The authors explain that the ‘art’ or craft of a computer program has little to do with fine arts. A clean program from a computer scientist or ‘the art of programming’ is only the mastery of a technique. In the other hand, artists would misuse code to create new meanings of the world and our relation to technology.

“If programming is an art, is any programmer with high standards an artist? No.” (p.17)

Scientific discoveries and visualizations such as the Mandelbrot set are important landmarks of this area of study, however, merely image production does not constitute a piece of art. The value of art relies on its meaning, and the production of realistic images using procedural techniques is addressed in the chapter, but also questioned. Art with code has nothing to do with the mastery of the code, in fact, many artists misuse code to produce new meanings and new uses for this medium.

The limitations of software art are constrained by syntax, if the program is not properly written in computer language, it won’t work. One of the most important aspects of this reading is that art-making is not the main purpose of programming languages, and this “code bending” re-purposes the original scientific intent of this tools.

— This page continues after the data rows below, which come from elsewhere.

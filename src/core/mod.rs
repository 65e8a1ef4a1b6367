//! Foundational types: months, sources, demands, and the basin
//! parameter table.

pub mod basin;
pub mod demand;
pub mod month;
pub mod source;
use serde::{Deserialize, Serialize};
use std::fmt;

use crate::core::month::Month;

/// Unique identifier for a physical supply point.
///
/// A source can represent a river intake, a drain recovering return
/// flows, or a well field.
///
/// # Examples
///
/// ```
/// use basin_allocator::core::source::SourceId;
///
/// let santa = SourceId::new("SANTA");
/// let wells = SourceId::new("CHAO-WELLS");
/// assert_ne!(santa, wells);
/// ```
#[derive(Debug, Clone, PartialEq, Eq, Hash, PartialOrd, Ord, Serialize, Deserialize)]
#[serde(transparent)]
pub struct SourceId(String);

impl SourceId {
    pub fn new(id: impl Into<String>) -> Self {
        Self(id.into())
    }

    pub fn as_str(&self) -> &str {
        &self.0
    }
}

impl fmt::Display for SourceId {
    fn fmt(&self, f: &mut fmt::Formatter<'_>) -> fmt::Result {
        write!(f, "{}", self.0)
    }
}

impl From<&str> for SourceId {
    fn from(s: &str) -> Self {
        Self::new(s)
    }
}

/// A supply point with a monthly availability profile.
///
/// Holds the twelve-month flow-rate series (m³/s) and the unit cost of
/// extracting and releasing one m³ (USD/m³). Immutable once created;
/// a run never mutates basin data.
#[derive(Debug, Clone, Serialize, Deserialize)]
pub struct Source {
    id: SourceId,
    /// Available flow per month, m³/s.
    flow_m3s: [f64; 12],
    /// Extraction cost, USD/m³.
    unit_cost_usd_m3: f64,
}

impl Source {
    /// Create a new source.
    ///
    /// # Panics
    ///
    /// Panics if any flow value or the unit cost is negative. A source
    /// with an all-zero series is valid: zero availability is a data
    /// condition, not a structural one.
    pub fn new(id: SourceId, flow_m3s: [f64; 12], unit_cost_usd_m3: f64) -> Self {
        assert!(
            flow_m3s.iter().all(|q| *q >= 0.0),
            "source {} has a negative flow entry",
            id
        );
        assert!(
            unit_cost_usd_m3 >= 0.0,
            "source {} has negative unit cost {}",
            id,
            unit_cost_usd_m3
        );
        Self {
            id,
            flow_m3s,
            unit_cost_usd_m3,
        }
    }

    pub fn id(&self) -> &SourceId {
        &self.id
    }

    /// Available flow in the given month, m³/s.
    pub fn flow_m3s(&self, month: Month) -> f64 {
        self.flow_m3s[month.index()]
    }

    /// Available volume in the given month, hm³.
    pub fn volume_hm3(&self, month: Month) -> f64 {
        month.volume_hm3(self.flow_m3s(month))
    }

    pub fn unit_cost_usd_m3(&self) -> f64 {
        self.unit_cost_usd_m3
    }

    /// Extraction cost per hm³ released.
    pub fn unit_cost_usd_hm3(&self) -> f64 {
        self.unit_cost_usd_m3 * 1e6
    }
}
//! Persistence of run artifacts: two CSV tables and a JSON summary.
//!
//! Writers receive already-rounded records from the extraction
//! boundary; nothing here reinterprets numbers.

use std::fs;
use std::path::{Path, PathBuf};
use thiserror::Error;

use crate::optimization::results::{AllocationOutcome, AllocationRecord, DeficitRecord, RunSummary};

/// Errors from writing run artifacts to disk.
#[derive(Debug, Error)]
pub enum ReportError {
    #[error("failed to write CSV: {0}")]
    Csv(#[from] csv::Error),
    #[error("failed to write JSON: {0}")]
    Json(#[from] serde_json::Error),
    #[error(transparent)]
    Io(#[from] std::io::Error),
}

/// Paths of the files one run produced.
#[derive(Debug, Clone)]
pub struct ReportPaths {
    pub allocations: PathBuf,
    pub deficits: PathBuf,
    pub summary: PathBuf,
}

/// Write `allocations.csv`, `deficits.csv`, and `summary.json` into a
/// directory, creating it if needed.
pub fn write_artifacts(dir: &Path, outcome: &AllocationOutcome) -> Result<ReportPaths, ReportError> {
    fs::create_dir_all(dir)?;

    let paths = ReportPaths {
        allocations: dir.join("allocations.csv"),
        deficits: dir.join("deficits.csv"),
        summary: dir.join("summary.json"),
    };

    write_allocations_csv(&paths.allocations, &outcome.allocations)?;
    write_deficits_csv(&paths.deficits, &outcome.deficits)?;
    write_summary_json(&paths.summary, &outcome.summary)?;

    Ok(paths)
}

/// Write the per-arc allocation table.
pub fn write_allocations_csv(path: &Path, records: &[AllocationRecord]) -> Result<(), ReportError> {
    let mut writer = csv::Writer::from_path(path)?;
    for record in records {
        writer.serialize(record)?;
    }
    writer.flush()?;
    Ok(())
}

/// Write the per-(demand, month) deficit table.
pub fn write_deficits_csv(path: &Path, records: &[DeficitRecord]) -> Result<(), ReportError> {
    let mut writer = csv::Writer::from_path(path)?;
    for record in records {
        writer.serialize(record)?;
    }
    writer.flush()?;
    Ok(())
}

/// Write the summary object as pretty-printed JSON.
pub fn write_summary_json(path: &Path, summary: &RunSummary) -> Result<(), ReportError> {
    let json = serde_json::to_string_pretty(summary)?;
    fs::write(path, json)?;
    Ok(())
}

#[cfg(test)]
mod tests {
    use super::*;
    use crate::core::basin::Basin;
    use crate::optimization::engine::{AllocationEngine, RunParameters};

    #[test]
    fn test_artifacts_written_and_parseable() {
        let basin = Basin::chao_viru();
        let outcome = AllocationEngine::run(&basin, &RunParameters::default()).unwrap();

        let dir = std::env::temp_dir().join("basin-allocator-report-test");
        let paths = write_artifacts(&dir, &outcome).unwrap();

        let alloc_csv = fs::read_to_string(&paths.allocations).unwrap();
        assert!(alloc_csv.starts_with("month,source,demand,"));
        // Header plus one row per valid arc.
        assert_eq!(alloc_csv.lines().count(), 1 + outcome.allocations.len());

        let deficit_csv = fs::read_to_string(&paths.deficits).unwrap();
        assert_eq!(deficit_csv.lines().count(), 1 + outcome.deficits.len());

        let summary: serde_json::Value =
            serde_json::from_str(&fs::read_to_string(&paths.summary).unwrap()).unwrap();
        assert_eq!(summary["scenario"], "S1");
        assert!(summary["objective_usd"].is_number());

        fs::remove_dir_all(&dir).ok();
    }
}
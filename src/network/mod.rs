//! Allocation network topology: which (source, demand, month) triples
//! may carry water.

pub mod topology;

The chapter has a negative bias towards beauty. Computer aesthetics is an important characteristic of the tool and can be used as a catalyst for deeper meanings. It is true that a naive approach to form, without addressing the medium is not worth a lot meaning, but we cannot assume that critical art makes better art. It just makes sense that ‘ugly’ is more critical of the medium than an appealing image. In fact, beauty would seen as a positive outcome of these technologies, therefore non critical. Can art with technology can be critical and aesthetically engaging?

This chapter is an advocate of the misuse of scientific-oriented machines and languages for creative and aesthetic purposes and achieve “the purposeful perversion of code syntax” (p.29).

As these examples indicate, scientific analysis frequently generates images at least as compelling as aesthetic output. Sometimes those with scientific training are to eager to bend their output into a frame defined by art-word norms and don’t recognize the most artistically illuminating option may be to leave the work in the state of a scientific diagram (p.44).

Artists may use simple instructions and code to produce complex visual outputs. It is important that the viewer can make the connection between code and output. The relationship between code and output produces artistic meanings, and for this reason, the code concept needs to be intelligible to the viewers. This could be just an explication of the algorithm, instead of syntax.

“Artists like LeWitt deliberately kept the concepts underlying their works as simple as possible, precisely so that viewers could connect the dots between process and product” (p.40).